Adams chose Henry Clay as Secretary of State, angering those who believed that Clay had offered his support in the 1824 election for the most prestigious position in the cabinet. Though Clay would later regret accepting the position since it reinforced the "Corrupt Bargain" accusation, Clay's strength in the West and interest in foreign policy made him a natural choice for the top cabinet position. Adams's first choices for Secretary of War and Secretary of the Treasury were Andrew Jackson and William Crawford, respectively. As Jackson was uninterested in serving in the Adams administration, Adams selected James Barbour of Virginia, a prominent supporter of Crawford, to lead the War Department. After Crawford declined to continue his tenure as Secretary of the Treasury, Adams asked Albert Gallatin to take the position, but Gallatin also declined. Leadership of the Treasury Department instead went to Richard Rush of Pennsylvania, who was out of the country and had not taken part in the 1824 election. Rush became a prominent advocate of internal improvements and protective tariffs. Adams presided over a harmonious and productive cabinet. He met with the cabinet as a group on a weekly basis to discuss major issues of policy, and he gave individual cabinet members a great deal of discretion in carrying out their duties.

In terms of ambassadors, President Adams made or kept the following appointments:
- United Kingdom:
  - Rufus King (to 1826)
  - Albert Gallatin (to 1827)
  - James Barbour
- France:
  - James Brown (holdover from previous administration)
- Spain:
  - Alexander Hill Everett
- Netherlands:
  - Christopher Hughes (Chargé d'affaires)
- Portugal:
  - Thomas L.L. Brent (Chargé d'affaires)
- Russia and Prussia: none

==Judiciary==

Adams appointed one justice to the Supreme Court of the United States and eleven judges to the United States district courts. The first vacancy of Adams's tenure arose upon the death of Associate Justice Thomas Todd in February 1826. To replace Todd, Adams nominated another Kentuckian, Robert Trimble, who was the first federal judge elevated to the Supreme Court. After deliberating for a month, the Senate confirmed Trimble in a 27-to-5 vote. Trimble died in 1828 at the age of 52, creating another vacancy on the court. After Charles Hammond and Clay both declined appointment, Adams nominated Senator John J. Crittenden of Kentucky. Adams made the nomination in December 1828, and the Jacksonians of the lame-duck Senate refused to confirm Crittenden, leaving a vacancy for Jackson to fill.

==Domestic affairs==
===Ambitious agenda===

In his 1825 annual message to Congress, Adams presented a comprehensive and ambitious agenda. He called for major investments in internal improvements as well as the creation of a national university, a naval academy, and a national astronomical observatory. Noting the healthy status of the treasury and the possibility for more revenue via land sales, Adams argued for the completion of several projects that were in various stages of construction or planning, including a road from Washington to New Orleans. He also proposed the establishment of a Department of the Interior as a new cabinet-level department that would preside over these internal improvements. Adams hoped to fund these measures primarily through Western land sales, rather than increased taxes or public debt. The domestic agenda of Adams and Clay, which would come to be known as the American System, was designed to unite disparate regional interests in the promotion of a thriving national economy.

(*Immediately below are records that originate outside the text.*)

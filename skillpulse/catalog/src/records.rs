use chrono::{DateTime, Utc};
use indexmap::IndexMap;
use serde::{Deserialize, Serialize};

/// Numeric record id (`Id` in the JSON fixtures).
pub type RecordId = u32;

/// A catalog entity stored in a [`crate::repository::MemoryRepository`].
pub trait Record: Clone + Send + Sync + 'static {
    /// Label used in not-found messages.
    const KIND: &'static str;
    /// Fields supplied on create; the repository assigns the id.
    type Draft: Send + 'static;
    /// Partial update; `None` fields are left alone.
    type Patch: Send + 'static;

    /// Record id.
    fn id(&self) -> RecordId;
    /// Builds a record from a draft and a freshly allocated id.
    fn from_draft(id: RecordId, draft: Self::Draft) -> Self;
    /// Merges a patch into the record.
    fn apply(&mut self, patch: Self::Patch);
}

fn merge<T>(slot: &mut T, value: Option<T>) {
    if let Some(value) = value {
        *slot = value;
    }
}

/// A course of short lessons.
#[derive(Debug, Clone, Serialize, Deserialize, PartialEq, Eq)]
#[serde(rename_all = "camelCase")]
pub struct Course {
    /// Course id.
    #[serde(rename = "Id")]
    pub id: RecordId,
    /// Title.
    pub title: String,
    /// Summary shown on the detail page.
    pub description: String,
    /// Category slug (`time-management`, `communication`, ...).
    pub category: String,
    /// Icon name.
    pub icon: String,
    /// Accent color.
    pub color: String,
    /// Total length in minutes.
    pub duration: u32,
    /// Number of lessons.
    pub total_lessons: u32,
    /// Instructor name.
    pub instructor: String,
}

/// Fields of a new course.
#[derive(Debug, Clone, Default, Serialize, Deserialize, PartialEq, Eq)]
#[serde(rename_all = "camelCase")]
pub struct CourseDraft {
    /// Title.
    pub title: String,
    /// Summary.
    pub description: String,
    /// Category slug.
    pub category: String,
    /// Icon name.
    pub icon: String,
    /// Accent color.
    pub color: String,
    /// Total length in minutes.
    pub duration: u32,
    /// Number of lessons.
    pub total_lessons: u32,
    /// Instructor name.
    pub instructor: String,
}

/// Partial course update.
#[derive(Debug, Clone, Default, Serialize, Deserialize, PartialEq, Eq)]
#[serde(rename_all = "camelCase")]
pub struct CoursePatch {
    /// New title.
    pub title: Option<String>,
    /// New summary.
    pub description: Option<String>,
    /// New category.
    pub category: Option<String>,
    /// New length in minutes.
    pub duration: Option<u32>,
    /// New lesson count.
    pub total_lessons: Option<u32>,
    /// New instructor.
    pub instructor: Option<String>,
}

impl Record for Course {
    const KIND: &'static str = "Course";
    type Draft = CourseDraft;
    type Patch = CoursePatch;

    fn id(&self) -> RecordId {
        self.id
    }

    fn from_draft(id: RecordId, draft: CourseDraft) -> Self {
        Self {
            id,
            title: draft.title,
            description: draft.description,
            category: draft.category,
            icon: draft.icon,
            color: draft.color,
            duration: draft.duration,
            total_lessons: draft.total_lessons,
            instructor: draft.instructor,
        }
    }

    fn apply(&mut self, patch: CoursePatch) {
        merge(&mut self.title, patch.title);
        merge(&mut self.description, patch.description);
        merge(&mut self.category, patch.category);
        merge(&mut self.duration, patch.duration);
        merge(&mut self.total_lessons, patch.total_lessons);
        merge(&mut self.instructor, patch.instructor);
    }
}

/// One video lesson of a course.
#[derive(Debug, Clone, Serialize, Deserialize, PartialEq, Eq)]
#[serde(rename_all = "camelCase")]
pub struct Lesson {
    /// Lesson id.
    #[serde(rename = "Id")]
    pub id: RecordId,
    /// Owning course.
    pub course_id: RecordId,
    /// Title.
    pub title: String,
    /// Position within the course, starting at 1.
    pub order: u32,
    /// Length in minutes.
    pub duration: u32,
    /// Video location.
    pub video_url: String,
    /// Plain-text transcript.
    #[serde(default)]
    pub transcript: String,
}

/// Fields of a new lesson.
#[derive(Debug, Clone, Default, Serialize, Deserialize, PartialEq, Eq)]
#[serde(rename_all = "camelCase")]
pub struct LessonDraft {
    /// Owning course.
    pub course_id: RecordId,
    /// Title.
    pub title: String,
    /// Position within the course.
    pub order: u32,
    /// Length in minutes.
    pub duration: u32,
    /// Video location.
    pub video_url: String,
    /// Transcript.
    pub transcript: String,
}

/// Partial lesson update.
#[derive(Debug, Clone, Default, Serialize, Deserialize, PartialEq, Eq)]
#[serde(rename_all = "camelCase")]
pub struct LessonPatch {
    /// New title.
    pub title: Option<String>,
    /// New position.
    pub order: Option<u32>,
    /// New length.
    pub duration: Option<u32>,
    /// New transcript.
    pub transcript: Option<String>,
}

impl Record for Lesson {
    const KIND: &'static str = "Lesson";
    type Draft = LessonDraft;
    type Patch = LessonPatch;

    fn id(&self) -> RecordId {
        self.id
    }

    fn from_draft(id: RecordId, draft: LessonDraft) -> Self {
        Self {
            id,
            course_id: draft.course_id,
            title: draft.title,
            order: draft.order,
            duration: draft.duration,
            video_url: draft.video_url,
            transcript: draft.transcript,
        }
    }

    fn apply(&mut self, patch: LessonPatch) {
        merge(&mut self.title, patch.title);
        merge(&mut self.order, patch.order);
        merge(&mut self.duration, patch.duration);
        merge(&mut self.transcript, patch.transcript);
    }
}

/// Multiple-choice question.
#[derive(Debug, Clone, Serialize, Deserialize, PartialEq, Eq)]
#[serde(rename_all = "camelCase")]
pub struct QuizQuestion {
    /// Prompt.
    pub question: String,
    /// Answer options.
    pub options: Vec<String>,
    /// Index of the right option.
    pub correct_answer: usize,
    /// Shown after answering.
    #[serde(default)]
    pub explanation: String,
}

impl QuizQuestion {
    /// Whether `choice` is the right option.
    #[must_use]
    pub const fn is_correct(&self, choice: usize) -> bool {
        choice == self.correct_answer
    }
}

/// Quiz attached to a lesson.
#[derive(Debug, Clone, Serialize, Deserialize, PartialEq, Eq)]
#[serde(rename_all = "camelCase")]
pub struct Quiz {
    /// Quiz id.
    #[serde(rename = "Id")]
    pub id: RecordId,
    /// Lesson the quiz checks.
    pub lesson_id: RecordId,
    /// Title.
    pub title: String,
    /// Questions in order.
    pub questions: Vec<QuizQuestion>,
}

/// Fields of a new quiz.
#[derive(Debug, Clone, Default, Serialize, Deserialize, PartialEq, Eq)]
#[serde(rename_all = "camelCase")]
pub struct QuizDraft {
    /// Lesson the quiz checks.
    pub lesson_id: RecordId,
    /// Title.
    pub title: String,
    /// Questions.
    pub questions: Vec<QuizQuestion>,
}

/// Partial quiz update.
#[derive(Debug, Clone, Default, Serialize, Deserialize, PartialEq, Eq)]
#[serde(rename_all = "camelCase")]
pub struct QuizPatch {
    /// New title.
    pub title: Option<String>,
    /// Replacement questions.
    pub questions: Option<Vec<QuizQuestion>>,
}

impl Record for Quiz {
    const KIND: &'static str = "Quiz";
    type Draft = QuizDraft;
    type Patch = QuizPatch;

    fn id(&self) -> RecordId {
        self.id
    }

    fn from_draft(id: RecordId, draft: QuizDraft) -> Self {
        Self {
            id,
            lesson_id: draft.lesson_id,
            title: draft.title,
            questions: draft.questions,
        }
    }

    fn apply(&mut self, patch: QuizPatch) {
        merge(&mut self.title, patch.title);
        merge(&mut self.questions, patch.questions);
    }
}

/// Reply under a forum post.
#[derive(Debug, Clone, Serialize, Deserialize, PartialEq, Eq)]
#[serde(rename_all = "camelCase")]
pub struct ForumReply {
    /// Creation-time id in milliseconds.
    pub id: i64,
    /// Author.
    pub user_id: String,
    /// Body.
    pub content: String,
    /// Creation time.
    pub timestamp: DateTime<Utc>,
}

/// Fields of a new reply.
#[derive(Debug, Clone, Serialize, Deserialize, PartialEq, Eq)]
#[serde(rename_all = "camelCase")]
pub struct ReplyDraft {
    /// Author.
    pub user_id: String,
    /// Body.
    pub content: String,
}

/// Community forum post.
#[derive(Debug, Clone, Serialize, Deserialize, PartialEq, Eq)]
#[serde(rename_all = "camelCase")]
pub struct ForumPost {
    /// Post id.
    #[serde(rename = "Id")]
    pub id: RecordId,
    /// Author.
    pub user_id: String,
    /// Title.
    pub title: String,
    /// Body.
    pub content: String,
    /// Category slug.
    pub category: String,
    /// Creation time.
    pub timestamp: DateTime<Utc>,
    /// Upvote count.
    #[serde(default)]
    pub upvotes: u32,
    /// Replies, oldest first.
    #[serde(default)]
    pub replies: Vec<ForumReply>,
}

/// Fields of a new post.
#[derive(Debug, Clone, Serialize, Deserialize, PartialEq, Eq)]
#[serde(rename_all = "camelCase")]
pub struct PostDraft {
    /// Author.
    pub user_id: String,
    /// Title.
    pub title: String,
    /// Body.
    pub content: String,
    /// Category slug.
    pub category: String,
}

/// Partial post update.
#[derive(Debug, Clone, Default, Serialize, Deserialize, PartialEq, Eq)]
#[serde(rename_all = "camelCase")]
pub struct PostPatch {
    /// New title.
    pub title: Option<String>,
    /// New body.
    pub content: Option<String>,
    /// New category.
    pub category: Option<String>,
}

impl Record for ForumPost {
    const KIND: &'static str = "Post";
    type Draft = PostDraft;
    type Patch = PostPatch;

    fn id(&self) -> RecordId {
        self.id
    }

    fn from_draft(id: RecordId, draft: PostDraft) -> Self {
        Self {
            id,
            user_id: draft.user_id,
            title: draft.title,
            content: draft.content,
            category: draft.category,
            timestamp: Utc::now(),
            upvotes: 0,
            replies: Vec::new(),
        }
    }

    fn apply(&mut self, patch: PostPatch) {
        merge(&mut self.title, patch.title);
        merge(&mut self.content, patch.content);
        merge(&mut self.category, patch.category);
    }
}

/// Progress of one learner through one course.
#[derive(Debug, Clone, Serialize, Deserialize, PartialEq, Eq)]
#[serde(rename_all = "camelCase")]
pub struct CourseProgress {
    /// Learner.
    pub user_id: String,
    /// Course.
    pub course_id: RecordId,
    /// Finished lesson ids, in completion order, without duplicates.
    #[serde(default)]
    pub completed_lessons: Vec<RecordId>,
    /// Latest quiz score per lesson id, in the order first recorded.
    #[serde(default)]
    pub quiz_scores: IndexMap<RecordId, u8>,
    /// Last time the record changed.
    pub last_accessed: DateTime<Utc>,
}

impl CourseProgress {
    /// Empty progress for `course_id`.
    #[must_use]
    pub fn started(user_id: impl Into<String>, course_id: RecordId) -> Self {
        Self {
            user_id: user_id.into(),
            course_id,
            completed_lessons: Vec::new(),
            quiz_scores: IndexMap::new(),
            last_accessed: Utc::now(),
        }
    }

    /// Number of finished lessons.
    #[must_use]
    pub fn completed_count(&self) -> usize {
        self.completed_lessons.len()
    }
}

/// Onboarding answers plus streak, input to profile stats.
#[derive(Debug, Clone, Serialize, Deserialize, PartialEq, Eq)]
#[serde(rename_all = "camelCase", default)]
pub struct LearnerProfile {
    /// Display name.
    pub name: String,
    /// `student` or `professional`.
    pub user_type: String,
    /// Preferred lesson length in minutes (`5`, `15`, `30`).
    pub preferred_duration: String,
    /// Focus areas picked during onboarding.
    pub goals: Vec<String>,
    /// Sign-up time.
    pub join_date: Option<DateTime<Utc>>,
    /// Consecutive learning days.
    pub streak: u32,
}

impl Default for LearnerProfile {
    fn default() -> Self {
        Self {
            name: "Learner".into(),
            user_type: "student".into(),
            preferred_duration: "15".into(),
            goals: Vec::new(),
            join_date: None,
            streak: 0,
        }
    }
}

Adams's programs faced opposition from various quarters. Many disagreed with his broad interpretation of the constitution and preferred that power be concentrated in state governments rather than the federal government. Others disliked interference from any level of government and were opposed to central planning. Some in the South feared that Adams was secretly an abolitionist and that he sought to subordinate the states to the federal government.

Clay warned the president that many of his proposals held little chance of passage in the 19th Congress, but Adams noted that his agenda might be adopted at some point in the future. As Clay predicted, most of the president's proposals were defeated in Congress. Adams's ideas for a national university, national observatory, and the establishment of a uniform system of weights and measures never received congressional votes. His proposal for the creation of a naval academy won the approval of the Senate, but was defeated in the House in an 86-to-78 vote. Opponents of the naval academy objected to its cost and worried that the establishment of such an institution would "produce degeneracy and corruption of the public morality." Adams's proposal to establish a national bankruptcy law was also defeated. Secretary of the Navy Southard proposed a national survey of the eastern coastline of the United States, but Congress refused to approve of the project, approving only of smaller surveys in South Carolina and Maryland. The administration also attempted to launch a naval expedition to explore the Pacific Ocean, but this too was blocked by Congress.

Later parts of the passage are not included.